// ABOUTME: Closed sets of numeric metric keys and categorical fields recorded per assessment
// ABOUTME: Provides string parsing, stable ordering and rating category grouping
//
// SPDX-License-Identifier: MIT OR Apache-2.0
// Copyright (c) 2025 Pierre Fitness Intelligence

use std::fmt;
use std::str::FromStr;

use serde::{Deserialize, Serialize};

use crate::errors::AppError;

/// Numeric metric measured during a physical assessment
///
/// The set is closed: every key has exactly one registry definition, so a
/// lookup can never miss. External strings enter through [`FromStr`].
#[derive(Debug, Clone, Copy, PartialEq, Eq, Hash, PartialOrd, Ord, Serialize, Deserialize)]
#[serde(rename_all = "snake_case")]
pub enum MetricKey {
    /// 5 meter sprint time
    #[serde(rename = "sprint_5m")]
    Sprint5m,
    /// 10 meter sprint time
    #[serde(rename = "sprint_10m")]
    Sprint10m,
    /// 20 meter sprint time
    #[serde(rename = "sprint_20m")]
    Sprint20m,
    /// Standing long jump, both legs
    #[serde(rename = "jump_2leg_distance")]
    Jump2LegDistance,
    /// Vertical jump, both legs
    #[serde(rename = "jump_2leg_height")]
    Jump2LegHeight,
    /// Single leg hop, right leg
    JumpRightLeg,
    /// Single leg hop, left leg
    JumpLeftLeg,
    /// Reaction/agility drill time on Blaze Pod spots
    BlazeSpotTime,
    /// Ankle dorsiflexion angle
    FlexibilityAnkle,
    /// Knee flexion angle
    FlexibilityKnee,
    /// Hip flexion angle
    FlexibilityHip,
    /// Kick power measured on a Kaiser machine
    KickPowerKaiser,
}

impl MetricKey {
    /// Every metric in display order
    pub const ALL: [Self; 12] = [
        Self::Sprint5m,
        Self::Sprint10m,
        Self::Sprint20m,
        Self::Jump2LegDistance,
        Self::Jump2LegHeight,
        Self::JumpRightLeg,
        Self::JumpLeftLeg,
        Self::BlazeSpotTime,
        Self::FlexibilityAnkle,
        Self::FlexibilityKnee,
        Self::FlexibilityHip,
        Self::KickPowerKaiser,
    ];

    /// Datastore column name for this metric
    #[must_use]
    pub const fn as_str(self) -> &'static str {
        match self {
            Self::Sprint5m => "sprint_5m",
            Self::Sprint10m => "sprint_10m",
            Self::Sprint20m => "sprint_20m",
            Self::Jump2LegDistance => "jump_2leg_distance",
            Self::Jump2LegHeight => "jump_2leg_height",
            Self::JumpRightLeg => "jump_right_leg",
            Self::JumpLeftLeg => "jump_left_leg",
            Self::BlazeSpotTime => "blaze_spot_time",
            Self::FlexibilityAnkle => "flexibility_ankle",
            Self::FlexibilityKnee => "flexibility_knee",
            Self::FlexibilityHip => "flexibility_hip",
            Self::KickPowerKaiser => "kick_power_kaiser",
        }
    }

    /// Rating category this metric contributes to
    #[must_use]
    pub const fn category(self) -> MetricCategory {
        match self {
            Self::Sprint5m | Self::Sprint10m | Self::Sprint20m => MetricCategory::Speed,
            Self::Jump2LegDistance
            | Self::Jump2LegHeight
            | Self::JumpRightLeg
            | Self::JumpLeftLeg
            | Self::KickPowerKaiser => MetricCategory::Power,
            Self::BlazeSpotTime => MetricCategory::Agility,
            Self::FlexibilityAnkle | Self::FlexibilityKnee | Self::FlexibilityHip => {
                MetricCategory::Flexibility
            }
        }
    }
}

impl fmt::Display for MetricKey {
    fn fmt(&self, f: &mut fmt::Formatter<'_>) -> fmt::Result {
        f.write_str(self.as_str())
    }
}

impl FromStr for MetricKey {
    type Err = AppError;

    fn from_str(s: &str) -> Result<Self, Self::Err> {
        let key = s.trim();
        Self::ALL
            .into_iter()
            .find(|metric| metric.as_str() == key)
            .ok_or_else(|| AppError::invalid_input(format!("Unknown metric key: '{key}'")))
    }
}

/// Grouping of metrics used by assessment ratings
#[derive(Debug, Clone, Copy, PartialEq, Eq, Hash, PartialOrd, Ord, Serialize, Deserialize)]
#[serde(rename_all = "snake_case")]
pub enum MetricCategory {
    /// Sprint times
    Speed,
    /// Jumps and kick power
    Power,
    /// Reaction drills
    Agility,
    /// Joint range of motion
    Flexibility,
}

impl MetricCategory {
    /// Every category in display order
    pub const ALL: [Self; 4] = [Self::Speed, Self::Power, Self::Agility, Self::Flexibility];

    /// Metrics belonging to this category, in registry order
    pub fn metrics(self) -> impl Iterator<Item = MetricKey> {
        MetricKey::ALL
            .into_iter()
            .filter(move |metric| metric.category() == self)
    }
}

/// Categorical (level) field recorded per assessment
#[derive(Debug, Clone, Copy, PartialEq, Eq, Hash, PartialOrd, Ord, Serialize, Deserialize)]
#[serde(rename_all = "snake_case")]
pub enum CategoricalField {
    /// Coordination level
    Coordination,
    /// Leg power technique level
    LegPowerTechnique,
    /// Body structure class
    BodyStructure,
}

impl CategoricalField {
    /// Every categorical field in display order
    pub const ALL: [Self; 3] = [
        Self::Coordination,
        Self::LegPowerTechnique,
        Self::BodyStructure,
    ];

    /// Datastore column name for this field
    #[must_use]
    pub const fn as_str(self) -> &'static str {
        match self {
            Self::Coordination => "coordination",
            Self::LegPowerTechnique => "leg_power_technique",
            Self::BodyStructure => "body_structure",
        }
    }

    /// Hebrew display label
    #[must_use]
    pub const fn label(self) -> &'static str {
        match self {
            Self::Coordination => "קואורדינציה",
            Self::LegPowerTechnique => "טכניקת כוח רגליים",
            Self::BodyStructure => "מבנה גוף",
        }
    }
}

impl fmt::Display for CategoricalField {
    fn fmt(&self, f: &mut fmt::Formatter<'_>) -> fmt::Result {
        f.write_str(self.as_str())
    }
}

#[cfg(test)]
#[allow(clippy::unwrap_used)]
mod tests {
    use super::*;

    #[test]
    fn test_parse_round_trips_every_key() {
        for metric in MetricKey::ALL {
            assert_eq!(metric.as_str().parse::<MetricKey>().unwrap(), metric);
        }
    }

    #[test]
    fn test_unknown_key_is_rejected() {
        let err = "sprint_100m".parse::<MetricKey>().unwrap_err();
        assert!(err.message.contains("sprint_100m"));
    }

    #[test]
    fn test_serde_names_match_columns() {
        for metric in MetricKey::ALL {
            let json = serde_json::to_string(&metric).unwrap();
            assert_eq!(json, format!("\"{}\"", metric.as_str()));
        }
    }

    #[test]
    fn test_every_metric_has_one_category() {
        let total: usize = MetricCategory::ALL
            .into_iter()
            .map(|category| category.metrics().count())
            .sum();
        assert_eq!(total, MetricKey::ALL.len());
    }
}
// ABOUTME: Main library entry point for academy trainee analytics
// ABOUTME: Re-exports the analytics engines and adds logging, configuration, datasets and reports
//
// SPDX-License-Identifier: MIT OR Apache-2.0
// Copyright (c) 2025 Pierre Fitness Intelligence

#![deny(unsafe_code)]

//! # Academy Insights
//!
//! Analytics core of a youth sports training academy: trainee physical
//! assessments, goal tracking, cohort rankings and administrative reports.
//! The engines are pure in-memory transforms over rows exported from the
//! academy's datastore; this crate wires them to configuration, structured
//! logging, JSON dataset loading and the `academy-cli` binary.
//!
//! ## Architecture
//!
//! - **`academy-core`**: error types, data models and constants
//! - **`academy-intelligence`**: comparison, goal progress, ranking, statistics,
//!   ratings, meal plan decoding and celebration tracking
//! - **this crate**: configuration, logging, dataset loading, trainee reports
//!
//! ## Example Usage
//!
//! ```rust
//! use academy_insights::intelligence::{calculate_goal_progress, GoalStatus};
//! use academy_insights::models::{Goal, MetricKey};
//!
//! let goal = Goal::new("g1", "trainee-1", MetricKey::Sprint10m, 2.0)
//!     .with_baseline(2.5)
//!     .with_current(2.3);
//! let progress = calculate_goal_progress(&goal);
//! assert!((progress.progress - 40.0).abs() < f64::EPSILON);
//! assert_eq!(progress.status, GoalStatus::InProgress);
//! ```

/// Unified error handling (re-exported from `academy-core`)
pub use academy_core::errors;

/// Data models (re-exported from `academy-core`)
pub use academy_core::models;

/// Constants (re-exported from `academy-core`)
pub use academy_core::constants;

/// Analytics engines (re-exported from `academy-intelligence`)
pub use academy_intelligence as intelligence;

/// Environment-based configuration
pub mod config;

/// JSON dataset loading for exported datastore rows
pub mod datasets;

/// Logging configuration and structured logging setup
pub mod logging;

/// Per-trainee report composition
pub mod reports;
□ □ □
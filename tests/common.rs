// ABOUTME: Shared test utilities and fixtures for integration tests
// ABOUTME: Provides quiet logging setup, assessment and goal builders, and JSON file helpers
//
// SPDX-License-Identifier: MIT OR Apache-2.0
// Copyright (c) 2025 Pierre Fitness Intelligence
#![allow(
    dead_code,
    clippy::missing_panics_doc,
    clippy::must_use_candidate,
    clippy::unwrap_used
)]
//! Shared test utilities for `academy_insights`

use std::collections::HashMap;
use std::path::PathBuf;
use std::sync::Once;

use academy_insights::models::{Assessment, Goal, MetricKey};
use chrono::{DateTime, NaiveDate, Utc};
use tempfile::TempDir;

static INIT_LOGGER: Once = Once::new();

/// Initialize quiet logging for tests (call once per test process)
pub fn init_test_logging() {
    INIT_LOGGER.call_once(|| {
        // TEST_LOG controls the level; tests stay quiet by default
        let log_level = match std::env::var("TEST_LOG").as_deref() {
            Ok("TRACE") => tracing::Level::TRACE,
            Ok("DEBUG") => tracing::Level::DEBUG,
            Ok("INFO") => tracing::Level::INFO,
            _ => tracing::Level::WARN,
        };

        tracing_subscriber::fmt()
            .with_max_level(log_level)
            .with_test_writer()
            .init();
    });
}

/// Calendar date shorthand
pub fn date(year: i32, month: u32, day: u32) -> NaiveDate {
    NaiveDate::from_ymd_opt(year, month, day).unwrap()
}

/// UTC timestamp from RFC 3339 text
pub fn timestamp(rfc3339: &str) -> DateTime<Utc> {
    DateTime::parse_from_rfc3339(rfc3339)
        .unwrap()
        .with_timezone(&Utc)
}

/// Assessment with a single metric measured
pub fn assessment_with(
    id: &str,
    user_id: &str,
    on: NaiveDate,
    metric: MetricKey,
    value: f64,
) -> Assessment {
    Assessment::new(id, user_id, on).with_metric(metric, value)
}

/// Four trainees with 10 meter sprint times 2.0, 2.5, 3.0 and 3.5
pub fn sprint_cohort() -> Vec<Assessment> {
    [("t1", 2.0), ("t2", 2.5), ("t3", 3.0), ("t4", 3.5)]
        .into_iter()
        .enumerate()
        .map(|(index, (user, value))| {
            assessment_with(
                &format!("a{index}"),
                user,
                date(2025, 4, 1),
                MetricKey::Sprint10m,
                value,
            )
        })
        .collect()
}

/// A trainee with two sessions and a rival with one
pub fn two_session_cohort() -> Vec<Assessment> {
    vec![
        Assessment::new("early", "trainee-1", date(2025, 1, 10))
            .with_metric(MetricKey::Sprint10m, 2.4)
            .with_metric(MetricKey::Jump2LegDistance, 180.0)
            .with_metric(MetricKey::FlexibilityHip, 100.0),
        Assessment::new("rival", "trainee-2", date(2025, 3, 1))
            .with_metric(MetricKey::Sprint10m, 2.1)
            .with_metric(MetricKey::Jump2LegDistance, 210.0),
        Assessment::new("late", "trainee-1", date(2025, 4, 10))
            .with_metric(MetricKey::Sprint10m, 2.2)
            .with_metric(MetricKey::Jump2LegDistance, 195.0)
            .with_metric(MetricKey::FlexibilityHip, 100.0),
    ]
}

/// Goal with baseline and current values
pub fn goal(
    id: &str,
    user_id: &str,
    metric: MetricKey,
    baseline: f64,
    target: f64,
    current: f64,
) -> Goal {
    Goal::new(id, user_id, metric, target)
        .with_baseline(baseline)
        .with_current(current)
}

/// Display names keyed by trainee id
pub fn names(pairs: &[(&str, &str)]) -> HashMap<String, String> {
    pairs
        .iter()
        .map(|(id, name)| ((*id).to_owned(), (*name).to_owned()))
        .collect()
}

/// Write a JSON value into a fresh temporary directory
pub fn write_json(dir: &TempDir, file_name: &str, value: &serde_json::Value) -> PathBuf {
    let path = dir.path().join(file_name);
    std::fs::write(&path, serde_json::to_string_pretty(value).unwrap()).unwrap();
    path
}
□ □ □
Work out how many lines of the material include the word "Provides", then answer with that number alone.

2